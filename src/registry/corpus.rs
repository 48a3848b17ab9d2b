//! Fixed, versioned training corpus for the statistical stage.

use crate::classifier::Department;
use crate::hashing::corpus_fingerprint;

/// Bump whenever the built-in samples change; cached bundles from older corpora retrain.
pub const CORPUS_VERSION: u32 = 1;

const LOAN_SAMPLES: &[&str] = &[
    "What is the interest rate on home loans?",
    "I need a car loan. What are the eligibility criteria?",
    "How can I apply for a personal loan?",
    "Tell me about car loan tenure",
    "Can I prepay my housing finance early without penalty?",
    "What documents are needed for an education loan?",
    "गृह ऋण पर ब्याज दर क्या है?",
    "मैं व्यक्तिगत ऋण के लिए आवेदन कैसे करूं?",
    "कार ऋण की अवधि क्या है?",
    "गृह कर्ज व्याज दर किती आहे?",
    "मी वैयक्तिक कर्जासाठी अर्ज कसा करू?",
    "गाडी कर्जाचा कालावधी किती आहे?",
];

const DEPOSIT_SAMPLES: &[&str] = &[
    "What is the tenure of a fixed deposit?",
    "What will be the maturity amount of my RD?",
    "What is the interest rate on deposits?",
    "I want to open a new savings account",
    "When does my term deposit reach maturity?",
    "How do I check the balance in my account?",
    "नियत जमा की अवधि क्या है?",
    "मेरे आवर्ती जमा की परिपक्व राशि कितनी होगी?",
    "जमा पर ब्याज दर क्या है?",
    "स्थिर ठेवीची मुदत किती आहे?",
    "माझ्या पुनरावृत्ती ठेविची परिपक्व रक्कम किती असेल?",
    "ठेवींवर व्याज दर काय आहे?",
];

const OPERATIONS_SAMPLES: &[&str] = &[
    "How to get a new cheque book issued?",
    "I need to transfer my account to another branch",
    "How do I get a passbook issued?",
    "I forgot my net banking password",
    "Please update the mobile number linked to my profile",
    "How can I change my registered address?",
    "मुझे नई चेक बुक कैसे मिलेगी?",
    "मुझे अपनी शाखा स्थानांतरित करनी है",
    "पासबुक जारी करने की प्रक्रिया क्या है?",
    "मला नवीन चेक बुक कसे मिळेल?",
    "माझे खाते दुसऱ्या शाखेत हस्तांतरित करायचे आहे",
    "पासबुक जारी करण्याची प्रक्रिया काय आहे?",
];

const GRIEVANCE_SAMPLES: &[&str] = &[
    "I suspect fraudulent transactions in my account.",
    "Someone withdrew money from my card without my permission",
    "I want to file a complaint about the branch staff",
    "My money was debited twice and nobody is helping",
    "I received a phishing call pretending to be the bank",
    "The ATM did not dispense cash but my account was charged",
    "मेरे खाते से बिना अनुमति के पैसे निकाले गए",
    "मुझे शाखा कर्मचारियों के खिलाफ शिकायत दर्ज करनी है",
    "मेरे कार्ड से धोखाधड़ी का लेनदेन हुआ है",
    "माझ्या खात्यातून परवानगीशिवाय पैसे काढले गेले",
    "मला शाखेतील कर्मचाऱ्यांविरुद्ध तक्रार करायची आहे",
    "माझ्या कार्डवर फसवणुकीचा व्यवहार झाला आहे",
];

/// Labelled samples plus a version marker.
#[derive(Debug, Clone, PartialEq)]
pub struct TrainingCorpus {
    version: u32,
    samples: Vec<(String, Department)>,
}

impl TrainingCorpus {
    pub fn new(version: u32, samples: Vec<(String, Department)>) -> Self {
        Self { version, samples }
    }

    /// English, Hindi and Marathi samples for every department.
    pub fn builtin() -> Self {
        let groups = [
            (Department::LoanServices, LOAN_SAMPLES),
            (Department::DepositAndAccountServices, DEPOSIT_SAMPLES),
            (Department::OperationsAndServiceRequests, OPERATIONS_SAMPLES),
            (
                Department::CustomerGrievanceAndFraudResolution,
                GRIEVANCE_SAMPLES,
            ),
        ];

        let samples = groups
            .into_iter()
            .flat_map(|(department, texts)| {
                texts.iter().map(move |text| (text.to_string(), department))
            })
            .collect();

        Self::new(CORPUS_VERSION, samples)
    }

    pub fn version(&self) -> u32 {
        self.version
    }

    pub fn samples(&self) -> &[(String, Department)] {
        &self.samples
    }

    pub fn len(&self) -> usize {
        self.samples.len()
    }

    pub fn is_empty(&self) -> bool {
        self.samples.is_empty()
    }

    /// BLAKE3 over every `(text, label)` pair, in order.
    pub fn fingerprint(&self) -> [u8; 32] {
        corpus_fingerprint(
            self.samples
                .iter()
                .map(|(text, department)| (text.as_str(), department.name())),
        )
    }
}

* [Work to complete]: What you return must match the records exactly, down to the last line.

* [Written answer]:
filename src/registry/corpus.rs
repository 48a3848b17ab9d2b
//! Fixed, versioned training corpus for the statistical stage.

use crate::classifier::Department;
use crate::hashing::corpus_fingerprint;

/// Bump whenever the built-in samples change; cached bundles from older corpora retrain.
pub const CORPUS_VERSION: u32 = 1;

const LOAN_SAMPLES: &[&str] = &[
    "What is the interest rate on home loans?",
    "I need a car loan. What are the eligibility criteria?",
    "How can I apply for a personal loan?",
    "Tell me about car loan tenure",
    "Can I prepay my housing finance early without penalty?",
    "What documents are needed for an education loan?",
    "गृह ऋण पर ब्याज दर क्या है?",
    "मैं व्यक्तिगत ऋण के लिए आवेदन कैसे करूं?",
    "कार ऋण की अवधि क्या है?",
    "गृह कर्ज व्याज दर किती आहे?",
    "मी वैयक्तिक कर्जासाठी अर्ज कसा करू?",
    "गाडी कर्जाचा कालावधी किती आहे?",
];

const DEPOSIT_SAMPLES: &[&str] = &[
    "What is the tenure of a fixed deposit?",
    "What will be the maturity amount of my RD?",
    "What is the interest rate on deposits?",
    "I want to open a new savings account",
    "When does my term deposit reach maturity?",
    "How do I check the balance in my account?",
    "नियत जमा की अवधि क्या है?",
    "मेरे आवर्ती जमा की परिपक्व राशि कितनी होगी?",
    "जमा पर ब्याज दर क्या है?",
    "स्थिर ठेवीची मुदत किती आहे?",
    "माझ्या पुनरावृत्ती ठेविची परिपक्व रक्कम किती असेल?",
    "ठेवींवर व्याज दर काय आहे?",
];

const OPERATIONS_SAMPLES: &[&str] = &[
    "How to get a new cheque book issued?",
    "I need to transfer my account to another branch",
    "How do I get a passbook issued?",
    "I forgot my net banking password",
    "Please update the mobile number linked to my profile",
    "How can I change my registered address?",
    "मुझे नई चेक बुक कैसे मिलेगी?",
    "मुझे अपनी शाखा स्थानांतरित करनी है",
    "पासबुक जारी करने की प्रक्रिया क्या है?",
    "मला नवीन चेक बुक कसे मिळेल?",
    "माझे खाते दुसऱ्या शाखेत हस्तांतरित करायचे आहे",
    "पासबुक जारी करण्याची प्रक्रिया काय आहे?",
];

const GRIEVANCE_SAMPLES: &[&str] = &[
    "I suspect fraudulent transactions in my account.",
    "Someone withdrew money from my card without my permission",
    "I want to file a complaint about the branch staff",
    "My money was debited twice and nobody is helping",
    "I received a phishing call pretending to be the bank",
    "The ATM did not dispense cash but my account was charged",
    "मेरे खाते से बिना अनुमति के पैसे निकाले गए",
    "मुझे शाखा कर्मचारियों के खिलाफ शिकायत दर्ज करनी है",
    "मेरे कार्ड से धोखाधड़ी का लेनदेन हुआ है",
    "माझ्या खात्यातून परवानगीशिवाय पैसे काढले गेले",
    "मला शाखेतील कर्मचाऱ्यांविरुद्ध तक्रार करायची आहे",
    "माझ्या कार्डवर फसवणुकीचा व्यवहार झाला आहे",
];

/// Labelled samples plus a version marker.
#[derive(Debug, Clone, PartialEq)]
pub struct TrainingCorpus {
    version: u32,
    samples: Vec<(String, Department)>,
}

impl TrainingCorpus {
    pub fn new(version: u32, samples: Vec<(String, Department)>) -> Self {
        Self { version, samples }
    }

    /// English, Hindi and Marathi samples for every department.
    pub fn builtin() -> Self {
        let groups = [
            (Department::LoanServices, LOAN_SAMPLES),
            (Department::DepositAndAccountServices, DEPOSIT_SAMPLES),
            (Department::OperationsAndServiceRequests, OPERATIONS_SAMPLES),
            (
                Department::CustomerGrievanceAndFraudResolution,
                GRIEVANCE_SAMPLES,
            ),
        ];

        let samples = groups
            .into_iter()
            .flat_map(|(department, texts)| {
                texts.iter().map(move |text| (text.to_string(), department))
            })
            .collect();

        Self::new(CORPUS_VERSION, samples)
    }

    pub fn version(&self) -> u32 {
        self.version
    }

    pub fn samples(&self) -> &[(String, Department)] {
        &self.samples
    }

    pub fn len(&self) -> usize {
        self.samples.len()
    }

    pub fn is_empty(&self) -> bool {
        self.samples.is_empty()
    }

    /// BLAKE3 over every `(text, label)` pair, in order.
    pub fn fingerprint(&self) -> [u8; 32] {
        corpus_fingerprint(
            self.samples
                .iter()
                .map(|(text, department)| (text.as_str(), department.name())),
        )
    }
}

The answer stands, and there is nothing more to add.